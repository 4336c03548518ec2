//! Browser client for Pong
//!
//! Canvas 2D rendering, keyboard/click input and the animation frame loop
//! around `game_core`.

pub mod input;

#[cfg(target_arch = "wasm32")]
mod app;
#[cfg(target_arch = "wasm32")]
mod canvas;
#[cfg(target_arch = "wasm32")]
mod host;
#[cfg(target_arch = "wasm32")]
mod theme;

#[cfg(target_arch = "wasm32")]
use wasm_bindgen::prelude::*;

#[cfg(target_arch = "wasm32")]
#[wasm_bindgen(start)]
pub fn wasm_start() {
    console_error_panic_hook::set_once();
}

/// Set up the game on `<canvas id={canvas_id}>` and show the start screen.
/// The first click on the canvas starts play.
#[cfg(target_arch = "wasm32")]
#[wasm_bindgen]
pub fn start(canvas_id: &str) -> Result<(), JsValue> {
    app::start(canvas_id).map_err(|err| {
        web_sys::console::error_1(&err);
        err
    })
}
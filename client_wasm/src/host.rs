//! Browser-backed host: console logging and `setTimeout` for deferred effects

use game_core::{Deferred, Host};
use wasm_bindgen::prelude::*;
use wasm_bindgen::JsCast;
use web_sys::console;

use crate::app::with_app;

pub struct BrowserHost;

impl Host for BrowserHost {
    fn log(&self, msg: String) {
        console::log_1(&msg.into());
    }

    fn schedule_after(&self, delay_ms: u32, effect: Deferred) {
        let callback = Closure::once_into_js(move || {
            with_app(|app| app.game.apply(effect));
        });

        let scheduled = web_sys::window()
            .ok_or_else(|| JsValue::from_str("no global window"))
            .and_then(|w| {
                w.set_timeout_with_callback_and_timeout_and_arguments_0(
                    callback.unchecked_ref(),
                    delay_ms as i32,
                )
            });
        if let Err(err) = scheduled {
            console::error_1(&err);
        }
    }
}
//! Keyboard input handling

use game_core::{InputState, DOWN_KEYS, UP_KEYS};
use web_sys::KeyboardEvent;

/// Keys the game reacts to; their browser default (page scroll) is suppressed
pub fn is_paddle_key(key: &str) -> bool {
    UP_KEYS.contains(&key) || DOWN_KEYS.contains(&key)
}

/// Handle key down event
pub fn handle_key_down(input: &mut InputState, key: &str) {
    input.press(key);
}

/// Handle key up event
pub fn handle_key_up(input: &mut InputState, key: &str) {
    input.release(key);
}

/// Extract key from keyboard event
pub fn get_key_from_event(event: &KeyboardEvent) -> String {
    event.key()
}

========

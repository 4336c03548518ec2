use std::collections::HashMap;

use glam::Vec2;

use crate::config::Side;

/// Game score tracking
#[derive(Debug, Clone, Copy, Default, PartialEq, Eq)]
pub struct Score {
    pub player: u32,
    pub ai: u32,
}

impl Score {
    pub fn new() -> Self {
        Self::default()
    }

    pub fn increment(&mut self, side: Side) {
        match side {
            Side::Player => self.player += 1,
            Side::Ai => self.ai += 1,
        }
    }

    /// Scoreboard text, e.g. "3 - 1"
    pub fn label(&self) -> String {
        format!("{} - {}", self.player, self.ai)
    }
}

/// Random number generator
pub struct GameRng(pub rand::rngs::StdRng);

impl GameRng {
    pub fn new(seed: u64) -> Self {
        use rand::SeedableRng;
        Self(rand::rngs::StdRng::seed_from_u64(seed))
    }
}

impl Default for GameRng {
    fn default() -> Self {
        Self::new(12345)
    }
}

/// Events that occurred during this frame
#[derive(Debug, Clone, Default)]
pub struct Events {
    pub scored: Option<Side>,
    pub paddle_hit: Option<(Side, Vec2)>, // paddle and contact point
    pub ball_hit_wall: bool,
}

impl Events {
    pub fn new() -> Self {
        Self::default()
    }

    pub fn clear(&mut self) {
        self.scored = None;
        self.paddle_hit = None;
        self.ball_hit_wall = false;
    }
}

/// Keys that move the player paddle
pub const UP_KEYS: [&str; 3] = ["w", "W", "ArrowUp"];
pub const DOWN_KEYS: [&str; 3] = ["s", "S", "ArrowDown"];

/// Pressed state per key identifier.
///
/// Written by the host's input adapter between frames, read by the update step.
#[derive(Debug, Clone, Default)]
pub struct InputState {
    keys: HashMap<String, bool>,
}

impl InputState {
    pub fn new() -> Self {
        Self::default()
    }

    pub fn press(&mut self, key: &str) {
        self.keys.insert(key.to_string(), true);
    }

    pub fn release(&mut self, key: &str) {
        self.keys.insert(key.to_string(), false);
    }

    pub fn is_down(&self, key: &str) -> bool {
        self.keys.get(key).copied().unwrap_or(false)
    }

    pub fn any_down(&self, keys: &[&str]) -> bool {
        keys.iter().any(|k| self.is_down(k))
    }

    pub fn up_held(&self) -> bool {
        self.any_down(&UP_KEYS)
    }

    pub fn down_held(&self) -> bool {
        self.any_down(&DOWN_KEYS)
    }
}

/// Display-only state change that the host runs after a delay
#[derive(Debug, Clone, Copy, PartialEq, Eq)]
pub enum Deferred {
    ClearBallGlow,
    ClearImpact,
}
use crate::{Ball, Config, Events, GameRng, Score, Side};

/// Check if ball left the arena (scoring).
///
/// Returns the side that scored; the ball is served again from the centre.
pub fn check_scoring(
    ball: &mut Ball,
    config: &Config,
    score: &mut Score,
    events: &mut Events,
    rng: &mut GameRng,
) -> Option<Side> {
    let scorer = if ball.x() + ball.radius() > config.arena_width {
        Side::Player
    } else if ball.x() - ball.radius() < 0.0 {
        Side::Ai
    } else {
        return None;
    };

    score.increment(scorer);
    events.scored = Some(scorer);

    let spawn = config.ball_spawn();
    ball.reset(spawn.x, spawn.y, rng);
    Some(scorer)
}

========

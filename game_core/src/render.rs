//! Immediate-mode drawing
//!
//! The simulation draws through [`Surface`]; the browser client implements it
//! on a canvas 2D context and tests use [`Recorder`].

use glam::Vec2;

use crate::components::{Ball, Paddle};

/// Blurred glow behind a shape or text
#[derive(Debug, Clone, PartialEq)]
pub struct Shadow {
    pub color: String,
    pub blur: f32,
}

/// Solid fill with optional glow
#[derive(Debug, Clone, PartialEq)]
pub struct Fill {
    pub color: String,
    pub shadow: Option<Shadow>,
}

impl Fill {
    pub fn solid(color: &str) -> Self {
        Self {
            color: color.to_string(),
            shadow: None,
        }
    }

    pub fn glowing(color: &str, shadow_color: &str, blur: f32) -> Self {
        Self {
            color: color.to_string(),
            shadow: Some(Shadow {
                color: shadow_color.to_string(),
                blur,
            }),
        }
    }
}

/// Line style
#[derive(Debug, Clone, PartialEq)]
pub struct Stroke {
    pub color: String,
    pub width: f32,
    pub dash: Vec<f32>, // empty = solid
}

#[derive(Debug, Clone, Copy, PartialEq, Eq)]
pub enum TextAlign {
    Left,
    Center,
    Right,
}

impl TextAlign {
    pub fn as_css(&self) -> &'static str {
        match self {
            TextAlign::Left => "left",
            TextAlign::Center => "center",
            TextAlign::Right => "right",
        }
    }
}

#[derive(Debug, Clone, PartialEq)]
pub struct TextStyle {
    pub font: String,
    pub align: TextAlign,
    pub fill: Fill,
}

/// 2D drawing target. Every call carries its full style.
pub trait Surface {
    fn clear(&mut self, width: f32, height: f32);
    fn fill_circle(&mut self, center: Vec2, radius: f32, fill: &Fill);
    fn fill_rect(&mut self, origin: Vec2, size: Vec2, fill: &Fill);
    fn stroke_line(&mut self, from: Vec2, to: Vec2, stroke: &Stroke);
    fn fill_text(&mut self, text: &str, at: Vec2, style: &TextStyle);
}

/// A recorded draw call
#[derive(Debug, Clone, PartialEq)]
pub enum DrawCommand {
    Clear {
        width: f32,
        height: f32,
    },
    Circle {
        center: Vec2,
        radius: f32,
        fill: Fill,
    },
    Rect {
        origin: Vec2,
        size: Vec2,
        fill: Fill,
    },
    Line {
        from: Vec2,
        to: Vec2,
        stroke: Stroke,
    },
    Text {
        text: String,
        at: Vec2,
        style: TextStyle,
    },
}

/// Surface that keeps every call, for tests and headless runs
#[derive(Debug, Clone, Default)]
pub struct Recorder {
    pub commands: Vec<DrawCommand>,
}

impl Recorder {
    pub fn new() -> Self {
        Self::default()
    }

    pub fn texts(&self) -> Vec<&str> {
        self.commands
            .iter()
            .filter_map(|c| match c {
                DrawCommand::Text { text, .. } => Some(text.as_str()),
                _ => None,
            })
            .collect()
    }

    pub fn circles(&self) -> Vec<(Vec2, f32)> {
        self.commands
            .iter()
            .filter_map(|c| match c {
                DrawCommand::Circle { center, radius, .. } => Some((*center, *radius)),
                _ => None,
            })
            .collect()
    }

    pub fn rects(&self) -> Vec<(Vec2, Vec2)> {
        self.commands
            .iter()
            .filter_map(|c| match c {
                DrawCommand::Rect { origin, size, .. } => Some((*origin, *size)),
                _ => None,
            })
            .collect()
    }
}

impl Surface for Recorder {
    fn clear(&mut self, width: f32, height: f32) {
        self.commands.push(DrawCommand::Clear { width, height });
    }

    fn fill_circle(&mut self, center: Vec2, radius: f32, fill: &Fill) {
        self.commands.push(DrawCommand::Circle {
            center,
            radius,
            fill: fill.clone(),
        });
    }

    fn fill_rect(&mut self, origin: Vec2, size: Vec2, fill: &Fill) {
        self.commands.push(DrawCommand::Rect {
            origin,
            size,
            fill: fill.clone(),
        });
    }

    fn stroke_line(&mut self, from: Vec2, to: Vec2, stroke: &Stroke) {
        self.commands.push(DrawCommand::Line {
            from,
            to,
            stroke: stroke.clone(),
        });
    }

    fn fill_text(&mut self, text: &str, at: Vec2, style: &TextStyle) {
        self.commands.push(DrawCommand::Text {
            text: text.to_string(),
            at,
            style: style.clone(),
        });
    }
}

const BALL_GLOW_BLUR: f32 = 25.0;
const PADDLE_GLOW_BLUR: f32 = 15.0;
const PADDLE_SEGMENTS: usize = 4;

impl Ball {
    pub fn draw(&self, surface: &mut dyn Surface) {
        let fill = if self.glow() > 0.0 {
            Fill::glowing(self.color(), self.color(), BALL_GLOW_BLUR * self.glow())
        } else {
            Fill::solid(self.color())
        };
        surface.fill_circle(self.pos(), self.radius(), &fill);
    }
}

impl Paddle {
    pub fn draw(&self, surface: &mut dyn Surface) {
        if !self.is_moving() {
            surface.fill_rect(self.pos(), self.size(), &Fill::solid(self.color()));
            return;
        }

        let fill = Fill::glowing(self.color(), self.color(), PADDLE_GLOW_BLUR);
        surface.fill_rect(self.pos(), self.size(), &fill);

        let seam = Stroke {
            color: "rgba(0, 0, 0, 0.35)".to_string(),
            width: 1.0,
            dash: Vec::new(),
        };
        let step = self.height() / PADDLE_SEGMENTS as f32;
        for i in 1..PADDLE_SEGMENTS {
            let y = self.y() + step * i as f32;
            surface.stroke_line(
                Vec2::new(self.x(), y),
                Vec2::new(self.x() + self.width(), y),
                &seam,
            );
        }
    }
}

========

What is the number of lines in the listing that contain "BrowserHost"? State it and nothing more.

Answer box: 2